Yesterday, the 7th Circuit Court of Appeals denied a request by two targets of the Wisconsin John Doe investigation to rehear a decision by a three-judge panel to vacate an injunction issued by the District Court preventing the state investigation from continuing. (Order at bottom of post.)
The substantive issue underlying the case is whether the Wisconsin campaign regulations violated the First Amendment, specifically laws that purportedly bar “issue advocacy” coordination between campaigns and outside groups.
In the John Doe investigation, the Milwaukee County prosecutor — who allegedly has a family political bias — targeted dozens of conservative Wisconsin activists for sweeping subpoenas. Two of the targets — Eric O’Keefe and the Wisconsin Club for Growth — filed suit in federal court to halt the investigation, and for money damages. The District Court granted the injunction and allowed the case to move forward.
The 7th Circuit, however, reversed the District Court. That original 7th Circuit decision was based, primarily, on the issue of whether a federal court in this circumstance should interfere in a state court investigation. The 7th Circuit panel ruled that the federal court should abstain.

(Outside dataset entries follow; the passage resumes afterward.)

//! Single-stroke matching for handwriting practice.
//!
//! Both the drawn stroke and the reference medians are reduced to their
//! corners in the unit square. An alignment then pairs consecutive
//! corners of the drawn stroke with consecutive corners of a median,
//! allowing a few drawn corners to be skipped and a trailing hook on the
//! median to go undrawn.

use kurbo::{Point, Vec2};
use serde::Serialize;
use std::fmt;

use crate::config::StrokeMatcherConfig;
use crate::corners::find_corners;
use crate::error::MatchError;
use crate::geom::{angle_diff, direction, path_length, resample};
use crate::median::Median;

/// Canvas units trimmed from both ends of a reference median, since
/// skeleton ends tend to curl into the stroke's end caps.
const MEDIAN_TRUNCATION: f64 = 16.0;
const TRUNCATION_SAMPLES: usize = 64;
/// Unit-square lengths below which a first or last median segment is a
/// dangling artifact.
const MIN_FIRST_SEGMENT: f64 = 0.1;
const MIN_LAST_SEGMENT: f64 = 0.05;

/// Turn directions of median tails that count as hooks.
const HOOK_SHAPES: [&[Vec2]; 2] = [
    &[Vec2::new(1.0, 3.0), Vec2::new(-3.0, -1.0)],
    &[Vec2::new(3.0, 3.0), Vec2::new(0.0, -1.0)],
];

/// Vertical-bend-hook medians whose extra corner should be merged away.
const SHU_WAN_GOU_SHAPES: [&[Vec2]; 2] = [
    &[
        Vec2::new(4.0, 0.0),
        Vec2::new(0.0, 4.0),
        Vec2::new(4.0, 0.0),
        Vec2::new(0.0, -1.0),
    ],
    &[Vec2::new(0.0, 4.0), Vec2::new(4.0, 0.0), Vec2::new(0.0, -1.0)],
];

/// Why an accepted match is imperfect.
#[derive(Debug, Clone, Copy, PartialEq, Eq, Serialize)]
#[serde(rename_all = "snake_case")]
pub enum StrokeWarning {
    /// The stroke stopped before the median's hook.
    ShouldHook,
    /// The stroke was drawn from its end to its start.
    Backward,
}

impl fmt::Display for StrokeWarning {
    fn fmt(&self, f: &mut fmt::Formatter<'_>) -> fmt::Result {
        f.write_str(match self {
            StrokeWarning::ShouldHook => "should hook",
            StrokeWarning::Backward => "stroke drawn backward",
        })
    }
}

/// Outcome of matching one drawn stroke.
///
/// `index` is `None` when no median survived the rejection tests; the
/// other fields then hold their empty values.
#[derive(Debug, Clone, PartialEq, Serialize)]
pub struct StrokeMatch {
    pub index: Option<usize>,
    pub score: f64,
    /// Corners of the matched median, in unit-square coordinates.
    pub simplified_median: Vec<Point>,
    /// First and last corner of the drawn stroke.
    pub source_segment: Option<(Point, Point)>,
    /// The part of the median the drawn stroke covered.
    pub target_segment: Option<(Point, Point)>,
    pub warning: Option<StrokeWarning>,
    /// Suggested score penalty for the match's defects.
    pub penalties: u32,
}

impl StrokeMatch {
    fn none() -> Self {
        Self {
            index: None,
            score: f64::NEG_INFINITY,
            simplified_median: vec![],
            source_segment: None,
            target_segment: None,
            warning: None,
            penalties: 0,
        }
    }

    pub fn is_match(&self) -> bool {
        self.index.is_some()
    }
}

struct Alignment {
    score: f64,
    source: (Point, Point),
    target: (Point, Point),
    should_hook: bool,
    backward: bool,
}

/// Matches drawn strokes against the strokes of one character.
#[derive(Debug, Clone)]
pub struct StrokeMatcher {
    config: StrokeMatcherConfig,
    medians: Vec<Vec<Point>>,
}

impl StrokeMatcher {
    /// Prepare the character's medians, given on the canvas.
    pub fn new(medians: &[Median], config: StrokeMatcherConfig) -> Self {
        let medians = medians
            .iter()
            .map(|median| simplify_median(median, &config))
            .collect();
        Self { config, medians }
    }

    /// Corners of each reference median, in unit-square coordinates.
    pub fn medians(&self) -> &[Vec<Point>] {
        &self.medians
    }

    /// Match a stroke drawn on the canvas.
    ///
    /// `missing` lists the strokes not yet drawn, in ascending order.
    /// Matching any stroke other than the first missing one costs an
    /// out-of-order penalty per index of distance.
    pub fn match_stroke(&self, stroke: &[Point], missing: &[usize]) -> Result<StrokeMatch, MatchError> {
        let Some(&next) = missing.first() else {
            return Err(MatchError::NothingMissing);
        };
        if let Some(&index) = missing.iter().find(|&&i| i >= self.medians.len()) {
            return Err(MatchError::MissingOutOfRange {
                index,
                count: self.medians.len(),
            });
        }

        let scale = 1.0 / self.config.canvas_size;
        let scaled: Vec<Point> = stroke.iter().map(|p| (p.to_vec2() * scale).to_point()).collect();
        let source = find_corners(&scaled);

        let mut best = StrokeMatch::none();
        for (i, median) in self.medians.iter().enumerate() {
            let offset = i.abs_diff(next) as f64;
            let Some(result) = self.recognize(&source, median) else {
                continue;
            };
            let score = result.score - offset * self.config.out_of_order_penalty;
            if score > best.score {
                best = StrokeMatch {
                    index: Some(i),
                    score,
                    simplified_median: median.clone(),
                    source_segment: Some(result.source),
                    target_segment: Some(result.target),
                    warning: result.warning(),
                    penalties: u32::from(result.backward),
                };
            }
        }
        tracing::debug!(index = ?best.index, score = best.score, "matched stroke");
        Ok(best)
    }

    /// Align forward, falling back to the reversed stroke when the
    /// forward alignment fails outright.
    fn recognize(&self, source: &[Point], target: &[Point]) -> Option<Alignment> {
        if let Some(forward) = self.align(source, target) {
            return Some(forward);
        }
        let reversed: Vec<Point> = source.iter().rev().copied().collect();
        let mut alternative = self.align(&reversed, target)?;
        if alternative.should_hook {
            return None;
        }
        alternative.backward = true;
        alternative.score -= self.config.reverse_penalty;
        Some(alternative)
    }

    /// Best monotone pairing of source corners with a prefix of the
    /// target's segments.
    fn align(&self, source: &[Point], target: &[Point]) -> Option<Alignment> {
        let (m, n) = (source.len(), target.len());
        if m < 2 || n < 2 {
            return None;
        }
        let missed = self.config.missed_segment_penalty;

        // memo[i][j]: best score with target[..=i] aligned to source[..=j].
        let mut memo = vec![vec![f64::NEG_INFINITY; m]; n];
        memo[0][0] = 0.0;
        for i in 1..n {
            for j in 1..m {
                let start = j.saturating_sub(self.config.max_missed_segments + 1);
                let mut best = f64::NEG_INFINITY;
                for k in start..j {
                    let prev = memo[i - 1][k];
                    if prev == f64::NEG_INFINITY {
                        continue;
                    }
                    let score = self.score_pairing(
                        (source[k], source[j]),
                        (target[i - 1], target[i]),
                        i == 1,
                    );
                    let penalty = (j - k - 1) as f64 * missed;
                    best = best.max(score + prev - penalty);
                }
                memo[i][j] = best;
            }
        }

        let min_matched = n - usize::from(has_hook(target, self.config.angle_threshold));
        let mut result: Option<Alignment> = None;
        for i in min_matched - 1..n {
            let score = memo[i][m - 1] - (n - i - 1) as f64 * missed;
            if score > result.as_ref().map_or(f64::NEG_INFINITY, |r| r.score) {
                result = Some(Alignment {
                    score,
                    source: (source[0], source[m - 1]),
                    target: (target[0], target[i]),
                    should_hook: i < n - 1,
                    backward: false,
                });
            }
        }
        result
    }

    fn score_pairing(&self, source: (Point, Point), target: (Point, Point), initial: bool) -> f64 {
        let c = &self.config;
        let angle = angle_diff(direction(source.0, source.1), direction(target.0, target.1));
        let distance = midpoint(source).distance(midpoint(target));
        let length = ((source.0.distance(source.1) + c.min_distance)
            / (target.0.distance(target.1) + c.min_distance))
            .ln()
            .abs();
        let max_angle = if initial { 1.0 } else { 2.0 } * c.angle_threshold;
        if angle > max_angle || distance > c.distance_threshold || length > c.length_threshold {
            return f64::NEG_INFINITY;
        }
        -(angle + distance + length)
    }
}

impl Alignment {
    fn warning(&self) -> Option<StrokeWarning> {
        if self.backward {
            Some(StrokeWarning::Backward)
        } else if self.should_hook {
            Some(StrokeWarning::ShouldHook)
        } else {
            None
        }
    }
}

fn midpoint(segment: (Point, Point)) -> Point {
    segment.0.midpoint(segment.1)
}

/// Whether the median ends in a hook a drawn stroke may leave off.
fn has_hook(median: &[Point], threshold: f64) -> bool {
    match median.len() {
        0..=2 => false,
        3 => HOOK_SHAPES.iter().any(|shape| matches_shape(median, shape, threshold)),
        _ => true,
    }
}

/// Whether each segment of the median points along the matching shape
/// direction, within `threshold`.
fn matches_shape(median: &[Point], shape: &[Vec2], threshold: f64) -> bool {
    median.len() == shape.len() + 1
        && median
            .windows(2)
            .zip(shape)
            .all(|(w, s)| angle_diff(direction(w[0], w[1]), s.atan2()) < threshold)
}

/// Trim the ends, move to the unit square, reduce to corners, and drop
/// corners that are artifacts of the skeleton.
fn simplify_median(median: &[Point], config: &StrokeMatcherConfig) -> Vec<Point> {
    let scale = 1.0 / config.canvas_size;
    let truncated: Vec<Point> = truncate(median, MEDIAN_TRUNCATION)
        .into_iter()
        .map(|p| (p.to_vec2() * scale).to_point())
        .collect();
    let corners = find_corners(&truncated);
    let corners = drop_dangling_hooks(corners);
    fix_shu_wan_gou(corners, config.angle_threshold)
}

fn truncate(median: &[Point], truncation: f64) -> Vec<Point> {
    if median.len() < 2 {
        return median.to_vec();
    }
    let n = TRUNCATION_SAMPLES;
    let length = path_length(median);
    let fraction = if length > 0.0 { (truncation / length).min(0.25) } else { 0.25 };
    let skip = (n as f64 * fraction).round() as usize;
    let samples = resample(median, n);
    samples[skip..n - skip].to_vec()
}

fn drop_dangling_hooks(median: Vec<Point>) -> Vec<Point> {
    let n = median.len();
    if n < 3 {
        return median;
    }
    let drop_first = median[0].distance(median[1]) < MIN_FIRST_SEGMENT;
    let drop_last = median[n - 2].distance(median[n - 1]) < MIN_LAST_SEGMENT;
    median
        .into_iter()
        .enumerate()
        .filter(|&(i, _)| !(drop_first && i == 1) && !(drop_last && i == n - 2))
        .map(|(_, p)| p)
        .collect()
}

fn fix_shu_wan_gou(median: Vec<Point>, threshold: f64) -> Vec<Point> {
    if median.len() == 2 {
        return median;
    }
    let drop: Vec<usize> = SHU_WAN_GOU_SHAPES
        .iter()
        .filter(|shape| matches_shape(&median, shape, threshold))
        .map(|shape| shape.len() - 2)
        .collect();
    median
        .into_iter()
        .enumerate()
        .filter(|(i, _)| !drop.contains(i))
        .map(|(_, p)| p)
        .collect()
}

I reached out to one of the lawyers for the John Doe targets, Andrew Grossman, as to whether Supreme Court review via a Petition for Certiorari would be sought, and he responded as follows:
“We will be seeking Supreme Court review and have every expectation that the Seventh Circuit’s decision will be reversed.”

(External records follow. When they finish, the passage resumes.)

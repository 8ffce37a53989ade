//! ShortStraw corner finding for polylines.
//!
//! The polyline is resampled at a fixed fraction of its bounding box
//! diagonal. At each sample the "straw" is the chord between the samples
//! `STRAW_WINDOW` steps behind and ahead; straws shorten where the line
//! bends, so runs of short straws mark corners.

use kurbo::Point;
use std::f64::consts::PI;

use crate::geom::{bounds, direction};

/// Resample spacing is the bounding box diagonal over this.
const DIAGONAL_INTERVAL: f64 = 100.0;
const STRAW_WINDOW: usize = 3;
/// Straws below this fraction of the median straw are corner candidates.
const MEDIAN_THRESHOLD: f64 = 0.95;
/// Straightness thresholds of the successive refinement passes.
const LINE_THRESHOLDS: [f64; 3] = [0.95, 0.90, 0.80];

/// Corner points of a polyline, in input order.
///
/// The first and last points are always corners. A closed input yields
/// its start once rather than at both ends.
pub fn find_corners(points: &[Point]) -> Vec<Point> {
    if points.len() < 2 {
        return points.to_vec();
    }
    let Some(bbox) = bounds(points) else {
        return vec![];
    };
    let spacing = bbox.size().to_vec2().hypot() / DIAGONAL_INTERVAL;
    if spacing <= 0.0 {
        return vec![points[0]];
    }

    let resampled = resample_spaced(points, spacing);
    let mut corners: Vec<Point> = corner_indices(&resampled)
        .into_iter()
        .map(|i| resampled[i])
        .collect();
    if corners.len() > 2 && corners.first() == corners.last() {
        corners.pop();
    }
    corners
}

fn resample_spaced(points: &[Point], spacing: f64) -> Vec<Point> {
    let mut result = vec![points[0]];
    let mut distance = 0.0;
    let mut prev = points[0];
    let mut i = 1;
    while i < points.len() {
        let next = points[i];
        let d = prev.distance(next);
        if d > 0.0 && distance + d >= spacing {
            let q = prev.lerp(next, (spacing - distance) / d);
            result.push(q);
            prev = q;
            distance = 0.0;
        } else {
            distance += d;
            prev = next;
            i += 1;
        }
    }
    result.push(points[points.len() - 1]);
    result
}

fn corner_indices(points: &[Point]) -> Vec<usize> {
    let n = points.len();
    let w = STRAW_WINDOW;
    let mut straws = vec![f64::INFINITY; n];
    for i in w..n.saturating_sub(w) {
        straws[i] = points[i - w].distance(points[i + w]);
    }

    let mut corners = vec![0];
    if n > 2 * w {
        let threshold = median(&straws[w..n - w]) * MEDIAN_THRESHOLD;
        let mut i = w;
        while i < n - w {
            if straws[i] < threshold {
                let mut best = i;
                while i < n - w && straws[i] < threshold {
                    if straws[i] < straws[best] {
                        best = i;
                    }
                    i += 1;
                }
                corners.push(best);
            }
            i += 1;
        }
    }
    corners.push(n - 1);

    for threshold in LINE_THRESHOLDS {
        refine(points, &mut corners, &straws, threshold);
    }
    add_acute_angles(points, &corners)
}

fn median(values: &[f64]) -> f64 {
    let mut sorted = values.to_vec();
    sorted.sort_by(f64::total_cmp);
    let mid = sorted.len() / 2;
    if sorted.len() % 2 == 0 {
        (sorted[mid - 1] + sorted[mid]) / 2.0
    } else {
        sorted[mid]
    }
}

/// Split corner pairs that are not straight enough, then drop corners
/// whose neighbors are straight without them.
fn refine(points: &[Point], corners: &mut Vec<usize>, straws: &[f64], threshold: f64) {
    loop {
        let mut changed = false;
        let mut i = 1;
        while i < corners.len() {
            let (a, b) = (corners[i - 1], corners[i]);
            if !is_line(points, a, b, threshold) {
                if let Some(c) = halfway_corner(straws, a, b) {
                    if a < c && c < b {
                        corners.insert(i, c);
                        changed = true;
                    }
                }
            }
            i += 1;
        }
        if !changed {
            break;
        }
    }

    let mut i = 1;
    while i + 1 < corners.len() {
        if is_line(points, corners[i - 1], corners[i + 1], threshold) {
            corners.remove(i);
        } else {
            i += 1;
        }
    }
}

/// Shortest straw between the quartiles of `a..b`.
fn halfway_corner(straws: &[f64], a: usize, b: usize) -> Option<usize> {
    let quarter = (b - a) as f64 / 4.0;
    let lo = (a as f64 + quarter).ceil() as usize;
    let hi = b as f64 - quarter;
    let mut best: Option<usize> = None;
    let mut i = lo;
    while (i as f64) < hi {
        if straws[i] < best.map_or(f64::INFINITY, |j| straws[j]) {
            best = Some(i);
        }
        i += 1;
    }
    best
}

fn is_line(points: &[Point], a: usize, b: usize, threshold: f64) -> bool {
    let chord = points[a].distance(points[b]);
    let path: f64 = points[a..=b].windows(2).map(|w| w[0].distance(w[1])).sum();
    path == 0.0 || chord / path > threshold
}

/// Between each pair of corners, add the sharpest interior point if it
/// turns by more than a right angle. Catches small hooks.
fn add_acute_angles(points: &[Point], corners: &[usize]) -> Vec<usize> {
    let mut result = vec![corners[0]];
    for pair in corners.windows(2) {
        let (a, b) = (pair[0], pair[1]);
        let cutoff = ((0.1 * (b - a) as f64).round() as usize).max(1);
        let mut best = None;
        let mut best_angle = PI / 2.0;
        let mut j = a + cutoff;
        while j + cutoff <= b {
            let angle = turn_angle(points, a, j, b);
            if angle > best_angle {
                best_angle = angle;
                best = Some(j);
            }
            j += 1;
        }
        result.extend(best.map(|j| snap_to_vertex(points, a, j, b, cutoff)));
        result.push(b);
    }
    result
}

/// Move an acute corner found at `j` onto the sharpest local bend within
/// `radius` samples, staying strictly between `a` and `b`.
///
/// The search above measures turns against the far corners, and the
/// cutoff keeps it from reaching a bend close to either end.
fn snap_to_vertex(points: &[Point], a: usize, j: usize, b: usize, radius: usize) -> usize {
    let lo = (a + 1).max(j.saturating_sub(radius));
    let hi = (b - 1).min(j + radius);
    let local = |k: usize| {
        let before = k.saturating_sub(STRAW_WINDOW).max(a);
        let after = (k + STRAW_WINDOW).min(b);
        turn_angle(points, before, k, after)
    };
    let mut best = j;
    let mut best_angle = local(j);
    for k in lo..=hi {
        let angle = local(k);
        if angle > best_angle {
            best_angle = angle;
            best = k;
        }
    }
    best
}

/// Unsigned turn at `j` on the path `i -> j -> k`, in [0, pi].
fn turn_angle(points: &[Point], i: usize, j: usize, k: usize) -> f64 {
    let a1 = direction(points[i], points[j]);
    let a2 = direction(points[j], points[k]);
    let a = (a2 - a1).abs();
    if a >= PI {
        2.0 * PI - a
    } else {
        a
    }
}

#[cfg(test)]
mod tests {
    use super::*;

    fn near(a: Point, b: Point, tolerance: f64) -> bool {
        a.distance(b) <= tolerance
    }

    #[test]
    fn straight_line_has_only_endpoints() {
        let line = [Point::new(0.0, 0.0), Point::new(100.0, 0.0)];
        assert_eq!(find_corners(&line), line.to_vec());
    }

    #[test]
    fn l_shape_has_one_bend() {
        let l = [Point::new(0.0, 0.0), Point::new(0.0, 100.0), Point::new(60.0, 100.0)];
        let corners = find_corners(&l);
        assert_eq!(corners.len(), 3);
        assert!(near(corners[1], l[1], 1.5), "bend at {:?}", corners[1]);
    }

    #[test]
    fn degenerate_inputs() {
        assert!(find_corners(&[]).is_empty());
        let p = Point::new(3.0, 4.0);
        assert_eq!(find_corners(&[p]), vec![p]);
        assert_eq!(find_corners(&[p, p, p]), vec![p]);
    }

    #[test]
    fn small_hook_is_kept() {
        // A long stroke with a sharp flick back at the end.
        let hook = [
            Point::new(0.0, 0.0),
            Point::new(0.0, 200.0),
            Point::new(-12.0, 188.0),
        ];
        let corners = find_corners(&hook);
        assert_eq!(corners.len(), 3);
        // Within one resample step of the vertex.
        let step = 12.0f64.hypot(200.0) / DIAGONAL_INTERVAL;
        assert!(near(corners[1], hook[1], step), "hook at {:?}", corners[1]);
    }

    #[test]
    fn hook_corner_snaps_to_the_sharpest_sample() {
        // The search cutoff stops short of the bend; snapping moves it on.
        let points: Vec<Point> = (0..=20)
            .map(|i| Point::new(0.0, f64::from(i) * 10.0))
            .chain((1..=4).map(|i| Point::new(-f64::from(i) * 3.0, 200.0 - f64::from(i) * 3.0)))
            .collect();
        assert_eq!(snap_to_vertex(&points, 0, 17, 24, 3), 20);
    }
}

While the issue of abstention presumably will be the focus of the Petition, if the Supreme Court takes the case it will bring up for review the entire scheme of campaign regulation, and the Supreme Court will have an opportunity to again rule on that contentious issue. Campaign regulation is a necessary part of the abstention issue because the 7th Circuit panel ruled that the lack of a definitive Supreme Court ruling on the issue presented was one of the factors in considering abstention:
Plaintiffs’ claim to constitutional protection for raising funds to engage in issue advocacy coordinated with a politician’s campaign committee has not been established “beyond debate.” To the contrary, there is a lively debate among judges and academic analysts. The Supreme Court regularly decides campaign-‐‑finance issues by closely divided votes. No opinion issued by the Supreme Court, or by any court of appeals, establishes (“clearly” or otherwise) that the FirstAmendment forbids regulation of coordination between campaign committees and issue-‐‑advocacy groups—let alone that the First Amendment forbids even an inquiry into that topic. The district court broke new ground. Its views may be vindicated, but until that day public officials enjoy the benefit of qualified immunity from liability in damages. This makes it unnecessary for us to consider whether any defendant also enjoys the benefit of absolute prosecutorial immunity, which depends on the capacities in which they may have acted at different times…..
The John Doe targets have 90 days from yesterday to file the Cert. Petition.
If the Supreme Court takes the case, this could be another blockbuster ruling, akin to Citizens United, that reshapes the landscape for political suppression of free speech in the form of campaign regulation.